History
According to DutchCocoa.com, the Aztec civilization in Central America was the first community to value cocoa as an item for trade. Hundreds of years later, Dutch merchants essentially controlled the cocoa trade in the 1800s, and Amsterdam was the world's premier port for the product. In addition to inventing the Dutch alkalization process, the Dutch supplied the foundation of the methods that are used to process cocoa today.
Brands
Name brands of Dutch cocoa include Droste, Valrhona and Pernigotti. Droste, which comes from Holland, can be purchased in a collector's tin. Valrhona cocoa traces its genesis to France's Rhone Valley and is recommended for chocolate croissants. Italian chocolatier Pernigotti, which removes less fat from the cocoa during processing, creates a powder with an intense flavor. American chocolate producer Hershey's launched a Dutch cocoa brand in 1989.
Process
When chocolate is in the fermenting stage of production, it becomes more acidic.
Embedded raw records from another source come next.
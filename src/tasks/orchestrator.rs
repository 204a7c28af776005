use std::sync::Arc;

use tokio::sync::watch;
use uuid::Uuid;

use crate::scraper::{
    BrowserDriver, NormalizeOptions, ScrapeOptions, ScrapeOutcome, ScrapeSession, SiteRegistry,
};

use super::error::{TaskError, TaskResult};
use super::export::{self, ExportOptions, TabularExport};
use super::store::{TaskSlot, TaskStore};
use super::types::{TaskState, TaskStatus, TaskView};

/// Starts scrape runs in the background and answers status and download
/// queries about them.
pub struct TaskOrchestrator {
    registry: SiteRegistry,
    driver: Arc<dyn BrowserDriver>,
    options: ScrapeOptions,
    export: ExportOptions,
    store: TaskStore,
}

impl TaskOrchestrator {
    pub fn new(
        registry: SiteRegistry,
        driver: Arc<dyn BrowserDriver>,
        options: ScrapeOptions,
        export: ExportOptions,
    ) -> Self {
        Self {
            registry,
            driver,
            options,
            export,
            store: TaskStore::new(),
        }
    }

    /// Schedule a scrape of `site` and return its task id immediately.
    /// Unsupported sites are rejected before any slot is allocated.
    pub fn submit(&self, site: &str, normalize: NormalizeOptions) -> TaskResult<Uuid> {
        let adapter = self
            .registry
            .get(site)
            .ok_or_else(|| TaskError::UnsupportedSite {
                site: site.to_string(),
                supported: self.registry.supported().join(", "),
            })?;
        let slot = self.store.create(adapter.id());
        let task_id = slot.id();

        let options = ScrapeOptions {
            normalize,
            ..self.options.clone()
        };
        let session = ScrapeSession::new(Arc::clone(&self.driver), adapter, options);
        tokio::spawn(run_task(session, slot));

        tracing::info!(%task_id, site = %site.trim(), expand_multi = normalize.expand_multi, "Scrape task submitted");
        Ok(task_id)
    }

    pub fn query(&self, task_id: Uuid) -> TaskResult<TaskView> {
        self.state(task_id).map(|state| state.view())
    }

    /// Watch a task's state as it changes.
    pub fn subscribe(&self, task_id: Uuid) -> TaskResult<watch::Receiver<TaskState>> {
        self.store
            .subscribe(&task_id)
            .ok_or(TaskError::UnknownTask(task_id))
    }

    /// Render a completed task's records as CSV.
    pub async fn materialize(&self, task_id: Uuid) -> TaskResult<TabularExport> {
        let state = self.state(task_id)?;
        if state.status != TaskStatus::Completed || state.records.is_empty() {
            return Err(TaskError::EmptyResult(task_id));
        }

        let bytes = export::render_csv(&state.records)
            .map_err(|source| TaskError::Export { task_id, source })?;

        if self.export.persist {
            let path = export::persist(&self.export.directory, &task_id.to_string(), &bytes)
                .await
                .map_err(|source| TaskError::Export { task_id, source })?;
            tracing::info!(%task_id, path = %path.display(), "Export saved");
        }

        Ok(TabularExport {
            file_name: export::download_name(),
            bytes,
            rows: state.records.len(),
        })
    }

    pub fn list_sites(&self) -> Vec<&'static str> {
        self.registry.supported()
    }

    /// Number of tasks tracked since startup.
    pub fn task_count(&self) -> usize {
        self.store.len()
    }

    fn state(&self, task_id: Uuid) -> TaskResult<TaskState> {
        self.store
            .snapshot(&task_id)
            .ok_or(TaskError::UnknownTask(task_id))
    }
}

/// Drive one session to its terminal state. Panics while scraping pages come
/// back from the session as errors once the browser is closed; the run is
/// also spawned separately so a panic anywhere else still lands in the slot.
async fn run_task(session: ScrapeSession, slot: TaskSlot) {
    let task_id = slot.id();
    let slot = Arc::new(slot);
    let sink = Arc::clone(&slot);
    let run = tokio::spawn(async move { session.run(sink.as_ref()).await });

    match run.await {
        Ok(outcome) => finish(&slot, outcome),
        Err(e) => {
            tracing::error!(%task_id, error = %e, "Scrape task aborted");
            slot.fail(format!("Scraper crashed: {e}"));
        }
    }
}

fn finish(slot: &TaskSlot, outcome: ScrapeOutcome) {
    let task_id = slot.id();
    match outcome.error {
        Some(e) => {
            tracing::warn!(%task_id, error = %e, "Scrape task failed");
            slot.fail(e.to_string());
        }
        None if outcome.records.is_empty() => {
            tracing::info!(%task_id, "Scrape task found no jobs");
            slot.complete(Vec::new(), "No jobs found".to_string());
        }
        None => {
            let count = outcome.records.len();
            tracing::info!(%task_id, count, pages = outcome.pages, "Scrape task completed");
            slot.complete(outcome.records, format!("Successfully scraped {count} jobs!"));
        }
    }
}

#[cfg(test)]
mod tests {
    use super::*;
    use std::time::Duration;

    use crate::scraper::PaginationPolicy;
    use crate::scraper::testing::{FakeDriver, FakeSite, PanickingSite, swiggy_page, wipro_card};

    fn orchestrator(driver: Arc<FakeDriver>, export: ExportOptions) -> TaskOrchestrator {
        TaskOrchestrator::new(SiteRegistry::with_defaults(), driver, options(), export)
    }

    fn options() -> ScrapeOptions {
        ScrapeOptions {
            normalize: NormalizeOptions::default(),
            frame_timeout: Duration::from_millis(40),
            pagination: PaginationPolicy {
                settle_delay: Duration::from_millis(1),
                row_timeout: Duration::from_millis(40),
                poll_interval: Duration::from_millis(5),
                max_pages: 20,
            },
        }
    }

    async fn wait_terminal(orch: &TaskOrchestrator, task_id: Uuid) -> TaskView {
        let mut rx = orch.subscribe(task_id).unwrap();
        let polled = tokio::time::timeout(
            Duration::from_secs(5),
            rx.wait_for(|state| state.status.is_terminal()),
        )
        .await
        .expect("task did not finish")
        .map(|state| state.view());
        polled.unwrap_or_else(|_| orch.query(task_id).unwrap())
    }

    #[tokio::test]
    async fn test_swiggy_two_pages_complete() {
        let site = FakeSite::swiggy(vec![
            swiggy_page(&["SDE I", "SDE II", "SDE III"]),
            swiggy_page(&["Designer", "Analyst"]),
        ]);
        let orch = orchestrator(Arc::new(FakeDriver::new(site)), ExportOptions::default());

        let task_id = orch.submit("swiggy", NormalizeOptions::default()).unwrap();
        let view = wait_terminal(&orch, task_id).await;

        assert_eq!(view.status, TaskStatus::Completed);
        assert_eq!(view.progress, 100);
        assert_eq!(view.record_count, 5);
        assert_eq!(view.records.as_ref().map(Vec::len), Some(5));
        assert_eq!(view.message, "Successfully scraped 5 jobs!");
    }

    #[tokio::test]
    async fn test_wipro_joins_cities_without_expansion() {
        let site = FakeSite::wipro(vec![vec![wipro_card(
            "4401",
            "Java Developer",
            "Pune, Mumbai",
            "Maharashtra",
        )]]);
        let orch = orchestrator(Arc::new(FakeDriver::new(site)), ExportOptions::default());

        let task_id = orch.submit("wipro", NormalizeOptions::default()).unwrap();
        let view = wait_terminal(&orch, task_id).await;

        let records = view.records.unwrap();
        assert_eq!(records.len(), 1);
        assert_eq!(records[0].extras["City"], "Pune; Mumbai");
        assert_eq!(records[0].extras["State"], "Maharashtra");
    }

    #[tokio::test]
    async fn test_crashed_run_releases_browser_before_error() {
        let driver = Arc::new(FakeDriver::new(FakeSite::numbered(vec![swiggy_page(&["A"])])));
        let mut registry = SiteRegistry::empty();
        registry.register(PanickingSite);
        let orch = TaskOrchestrator::new(
            registry,
            Arc::clone(&driver) as Arc<dyn BrowserDriver>,
            options(),
            ExportOptions::default(),
        );

        let task_id = orch.submit("panicking", NormalizeOptions::default()).unwrap();
        let view = wait_terminal(&orch, task_id).await;

        assert_eq!(view.status, TaskStatus::Error);
        assert_eq!(view.message, "Scraper crashed: adapter bug");
        assert_eq!(driver.closed_sessions(), 1);
    }

    #[tokio::test]
    async fn test_unsupported_site_allocates_nothing() {
        let orch = orchestrator(
            Arc::new(FakeDriver::new(FakeSite::numbered(Vec::new()))),
            ExportOptions::default(),
        );
        let err = orch.submit("acme", NormalizeOptions::default()).unwrap_err();
        assert!(matches!(err, TaskError::UnsupportedSite { .. }));
        assert!(err.to_string().contains("swiggy, wipro"));
        assert!(orch.store.is_empty());
    }

    #[tokio::test]
    async fn test_missing_frame_errors_and_releases_browser() {
        let site = FakeSite::swiggy(vec![swiggy_page(&["SDE I"])]).frame_never_loads();
        let driver = Arc::new(FakeDriver::new(site));
        let orch = orchestrator(Arc::clone(&driver), ExportOptions::default());

        let task_id = orch.submit("swiggy", NormalizeOptions::default()).unwrap();
        let view = wait_terminal(&orch, task_id).await;

        assert_eq!(view.status, TaskStatus::Error);
        assert!(!view.message.is_empty());
        assert_eq!(view.record_count, 0);
        assert!(view.records.is_none());
        assert_eq!(driver.closed_sessions(), driver.launched_sessions());
        assert!(matches!(
            orch.materialize(task_id).await,
            Err(TaskError::EmptyResult(_))
        ));
    }

    #[tokio::test]
    async fn test_polled_progress_is_monotonic() {
        let pages = (0..4)
            .map(|p| {
                let titles: Vec<String> = (0..3).map(|i| format!("Role {p}-{i}")).collect();
                let titles: Vec<&str> = titles.iter().map(String::as_str).collect();
                swiggy_page(&titles)
            })
            .collect();
        let orch = orchestrator(
            Arc::new(FakeDriver::new(FakeSite::swiggy(pages))),
            ExportOptions::default(),
        );
        let task_id = orch.submit("swiggy", NormalizeOptions::default()).unwrap();

        let mut observed = Vec::new();
        loop {
            let view = orch.query(task_id).unwrap();
            observed.push(view.progress);
            if view.status.is_terminal() {
                break;
            }
            tokio::time::sleep(Duration::from_millis(1)).await;
        }
        assert!(observed.windows(2).all(|w| w[0] <= w[1]));
        assert_eq!(observed.last(), Some(&100));
    }

    #[tokio::test]
    async fn test_empty_run_completes_without_data() {
        let site = FakeSite::swiggy(vec![vec![crate::scraper::testing::FakeElement::new(
            crate::scraper::testing::SWIGGY_ROW,
        )]]);
        let orch = orchestrator(Arc::new(FakeDriver::new(site)), ExportOptions::default());

        let task_id = orch.submit("swiggy", NormalizeOptions::default()).unwrap();
        let view = wait_terminal(&orch, task_id).await;

        assert_eq!(view.status, TaskStatus::Completed);
        assert_eq!(view.message, "No jobs found");
        assert_eq!(view.record_count, 0);
    }

    #[tokio::test]
    async fn test_materialize_persists_when_configured() {
        let dir = tempfile::tempdir().unwrap();
        let site = FakeSite::swiggy(vec![swiggy_page(&["SDE I", "SDE II"])]);
        let orch = orchestrator(
            Arc::new(FakeDriver::new(site)),
            ExportOptions {
                persist: true,
                directory: dir.path().to_path_buf(),
            },
        );

        let task_id = orch.submit("Swiggy", NormalizeOptions::default()).unwrap();
        wait_terminal(&orch, task_id).await;
        let export = orch.materialize(task_id).await.unwrap();

        assert_eq!(export.rows, 2);
        assert!(export.file_name.starts_with("jobs_"));
        let saved = std::fs::read(dir.path().join(format!("jobs_{task_id}.csv"))).unwrap();
        assert_eq!(saved, export.bytes);
    }

    #[tokio::test]
    async fn test_unknown_task_is_reported() {
        let orch = orchestrator(
            Arc::new(FakeDriver::new(FakeSite::numbered(Vec::new()))),
            ExportOptions::default(),
        );
        let id = Uuid::new_v4();
        assert!(matches!(orch.query(id), Err(TaskError::UnknownTask(got)) if got == id));
        assert!(matches!(
            orch.materialize(id).await,
            Err(TaskError::UnknownTask(_))
        ));
    }
}
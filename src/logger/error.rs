//! Error types for the logger

use thiserror::Error;

#[derive(Debug, Error)]
pub enum LoggerError {
    #[error("IO error: {0}")]
    Io(#[from] std::io::Error),

    #[error("Configuration error: {message}")]
    Config { message: String },

    #[error("Format error: {message}")]
    Format { message: String },

    #[error("Failed to install global subscriber: {0}")]
    Init(#[from] tracing_subscriber::util::TryInitError),
}

impl LoggerError {
    pub fn config(message: impl Into<String>) -> Self {
        Self::Config {
            message: message.into(),
        }
    }

    pub fn format(message: impl Into<String>) -> Self {
        Self::Format {
            message: message.into(),
        }
    }
}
The Dutch processing method involves soaking the cocoa in a weak alkaline solution made of calcium carbonate or another alkali element to reduce the acidity. This also brings out the cocoa's color, making it look redder, and gives it a smooth taste.
Interaction
Because of its high pH, Dutch cocoa affects how ingredients like baking powder or soda react when the dish is cooking. This cocoa often isn't the right choice for American recipes, since these instructions were created based on using a natural cocoa, which is more acidic. If you attempt to substitute one cocoa for another in a recipe, you have to adjust the amount of leavening agents to use, which can be difficult.
Recipes
Dutch cocoa is used in a variety of chocolate recipes. Cakes, cookies, souffles, pies, muffins and brownies can all be made with it, as well as candies. It is also good for beverages, such as chocolate milk and hot cocoa because it dissolves easily.
Black Onyx
There is a type of Dutch cocoa called black onyx, also called ultra-Dutch. As the name implies, its color is black and purple, and it's a drier product because it contains less fat. It is an extremely alkalized form of cocoa that should be used when, for example, you're baking a devil's food cake and want to emphasize the dark color.
Antioxidants
People who eat cocoa for its antioxidant qualities should choose the natural variety instead of Dutch. According to a study by the U.S. Department of Agriculture's ARS research unit, the Dutch process eliminates much of the antioxidant procyanidin found in cocoa.